Severe diarrhea or colitis (grade 3 or higher) occurs in approximately 15 percent of patients treated with Zydelig alone and in approximately 20 percent of patients treated with Zydelig in combination trials. The risk of severe colitis/diarrhea is higher (up to 40 percent) in patients who had not received any prior therapy for CLL. Colonic biopsies typically show infiltrate of T cells, indicative of an immune-mediated process. It is important to note that diarrhea/colitis is generally a late event with onset typically between six to nine months after starting treatment.

Serious and/or fatal liver injury occurs in approximately 15 percent of patients who receive Zydelig.

Liver biopsies typically show infiltrate of T cells.
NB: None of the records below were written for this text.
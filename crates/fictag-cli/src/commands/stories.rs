use crate::commands::tags::print_response;
use crate::commands::{print_json, Context};
use crate::error::invalid_input;
use crate::util::{format_timestamp, now_utc, parse_story_id};
use anyhow::Result;
use clap::{Args, Subcommand};
use fictag_core::domain::{StoryTagAction, Tag};
use fictag_core::TagLookup;

#[derive(Debug, Subcommand)]
pub enum StoryCommand {
    Add(StoryAddArgs),
    Publish(StoryPublishArgs),
    /// Show a story's tags grouped for display
    Tags(StoryTagsArgs),
    /// Replace a story's tags
    #[command(name = "set-tags")]
    SetTags(StorySetTagsArgs),
    /// Show the story's tag history
    Log(StoryLogArgs),
}

#[derive(Debug, Args)]
pub struct StoryAddArgs {
    pub title: String,
    #[arg(long)]
    pub published: bool,
}

#[derive(Debug, Args)]
pub struct StoryPublishArgs {
    pub id: String,
    /// Move the story back to drafts
    #[arg(long)]
    pub undo: bool,
}

#[derive(Debug, Args)]
pub struct StoryTagsArgs {
    pub id: String,
}

#[derive(Debug, Args)]
pub struct StorySetTagsArgs {
    pub id: String,
    pub tags: Vec<String>,
}

#[derive(Debug, Args)]
pub struct StoryLogArgs {
    pub id: String,
}

pub fn add_story(ctx: &Context<'_>, args: StoryAddArgs) -> Result<()> {
    let story = ctx
        .store
        .stories()
        .create(now_utc(), &args.title, args.published)?;

    if ctx.json {
        print_json(&story)?;
    } else {
        println!("story {} created ({})", story.title, story.id);
    }
    Ok(())
}

pub fn publish_story(ctx: &Context<'_>, args: StoryPublishArgs) -> Result<()> {
    let id = parse_story_id(&args.id)?;
    let story = ctx
        .store
        .stories()
        .set_published(now_utc(), id, !args.undo)?;

    if ctx.json {
        print_json(&story)?;
    } else if story.published {
        println!("story {} published", story.id);
    } else {
        println!("story {} moved to drafts", story.id);
    }
    Ok(())
}

pub fn show_story_tags(ctx: &Context<'_>, args: StoryTagsArgs) -> Result<()> {
    let id = parse_story_id(&args.id)?;
    ctx.store.stories().require(id)?;
    let prepared = ctx.queries().get_prepared_tags(id)?;

    if ctx.json {
        print_json(&prepared)?;
        return Ok(());
    }

    print_group("primary", &prepared.primary);
    print_group("secondary", &prepared.secondary);
    print_group("spoilers", &prepared.spoilers);
    print_group("extreme", &prepared.extreme);
    Ok(())
}

pub fn set_story_tags(ctx: &Context<'_>, args: StorySetTagsArgs) -> Result<()> {
    let id = parse_story_id(&args.id)?;
    let user = ctx.actor()?;
    let items: Vec<TagLookup> = args.tags.into_iter().map(TagLookup::from).collect();
    let response = ctx.with_tags(|tags| tags.set_story_tags(id, items, user))?;

    print_response(ctx, &response)?;
    if !response.success {
        return Err(invalid_input("story tags were not changed"));
    }
    Ok(())
}

pub fn story_log(ctx: &Context<'_>, args: StoryLogArgs) -> Result<()> {
    let id = parse_story_id(&args.id)?;
    ctx.store.stories().require(id)?;
    let entries = ctx.store.story_tag_logs().list_for_story(id)?;

    if ctx.json {
        print_json(&entries)?;
        return Ok(());
    }

    if entries.is_empty() {
        println!("no tag changes");
        return Ok(());
    }

    for entry in entries {
        let sign = match entry.action {
            StoryTagAction::Addition => '+',
            StoryTagAction::Deletion => '-',
        };
        println!(
            "{} {}{}",
            format_timestamp(entry.created_at),
            sign,
            entry.tag_name
        );
    }
    Ok(())
}

fn print_group(label: &str, tags: &[Tag]) {
    if tags.is_empty() {
        return;
    }
    let names: Vec<&str> = tags.iter().map(|tag| tag.name.as_str()).collect();
    println!("{label}: {}", names.join(", "));
}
Similar to colitis, the incidence of severe liver injury is significantly higher in previously untreated patients. In a 2016 study, the risk of liver injury with Zydelig was very high (79 percent any grade, 54 percent grade 3 or higher) in previously-untreated patients with CLL. A more robust immune system in previously-untreated patients may have contributed to the higher rate of liver injury.

Serious and/or fatal pneumonitis occurs in approximately 3 to 4 percent of patients who receive Zydelig.
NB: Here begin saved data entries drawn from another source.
use crate::error::Result;
use rusqlite::Connection;
use std::fs;
use std::path::Path;

pub fn open(path: &Path) -> Result<Connection> {
    if let Some(parent) = path.parent() {
        if !parent.as_os_str().is_empty() && !parent.exists() {
            fs::create_dir_all(parent)?;
        }
    }
    let conn = Connection::open(path)?;
    apply_pragmas(&conn, true)?;
    Ok(conn)
}

pub fn open_in_memory() -> Result<Connection> {
    let conn = Connection::open_in_memory()?;
    apply_pragmas(&conn, false)?;
    Ok(conn)
}

fn apply_pragmas(conn: &Connection, on_disk: bool) -> Result<()> {
    conn.pragma_update(None, "foreign_keys", "ON")?;
    if on_disk {
        conn.pragma_update(None, "journal_mode", "WAL")?;
        conn.pragma_update(None, "synchronous", "NORMAL")?;
    }
    conn.pragma_update(None, "busy_timeout", 2000)?;
    Ok(())
}
use crate::error::{invalid_input, not_found};
use anyhow::Result;
use chrono::{DateTime, Utc};
use fictag_core::domain::{StoryId, Tag, TagCategoryId, TagId};
use fictag_store::Store;
use std::str::FromStr;

pub fn now_utc() -> i64 {
    Utc::now().timestamp()
}

pub fn format_timestamp(ts: i64) -> String {
    DateTime::<Utc>::from_timestamp(ts, 0)
        .map(|dt| dt.format("%Y-%m-%d %H:%M").to_string())
        .unwrap_or_else(|| ts.to_string())
}

pub fn parse_story_id(raw: &str) -> Result<StoryId> {
    StoryId::from_str(raw).map_err(|_| invalid_input(format!("invalid story id: {raw}")))
}

/// Looks a category up by numeric id or by name.
pub fn find_category(store: &Store, raw: &str) -> Result<TagCategoryId> {
    let category = match TagCategoryId::from_str(raw) {
        Ok(id) => store.categories().get(id)?,
        Err(_) => store.categories().get_by_name(raw.trim())?,
    };
    category
        .map(|category| category.id)
        .ok_or_else(|| not_found(format!("category {raw}")))
}

/// Looks a tag up by numeric id or by any spelling of its name.
pub fn find_tag(store: &Store, normalize: impl Fn(&str) -> Option<String>, raw: &str) -> Result<Tag> {
    let tag = match TagId::from_str(raw) {
        Ok(id) => store.tags().get(id)?,
        Err(_) => match normalize(raw) {
            Some(iname) => store.tags().get_by_iname(&iname)?,
            None => None,
        },
    };
    tag.ok_or_else(|| not_found(format!("tag {raw}")))
}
Pneumonitis typically manifests with pulmonary symptoms such as cough, shortness of breath, low oxygen saturation and interstitial infiltrates on a chest X-ray or CT scan. It is important to rule out infection as cause of shortness of breath, though many times it can be difficult to discern pneumonia verse pneumonitis, given similar clinical and radiographic findings. The management of immune-mediated toxicities involves holding or completely discontinuing Zydelig, depending on the severity of the underlying toxicity, and the use of systemic steroids. Most cases are reversible; however, fatal toxicities have occurred.

Zydelig should not be used for previously-untreated patients. Patients who are taking Zydelig are recommended to take prophylaxis against PJP and for monitoring for CMV reactivation.

Overall, patients and physicians should be aware of the immune-mediated toxicities and infectious complications associated with Zydelig.

Nitin Jain, M.D., is an assistant professor in the Department of Leukemia at MD Anderson Cancer Center in Houston, Texas. He earned his medical degree from All India Institute of Medical Sciences, New Delhi in 2002 before moving to the United States where he completed his internal medicine residency training at the Medical College of Wisconsin. Jain’s clinical interests focus on new drug development for patients with leukemia, especially chronic lymphocytic leukemia and acute lymphoblastic leukemia. He is the recipient of the Sardari Lal Kalra Gold Medal in Microbiology and the Merit Award from the American Society of Clinical Oncology.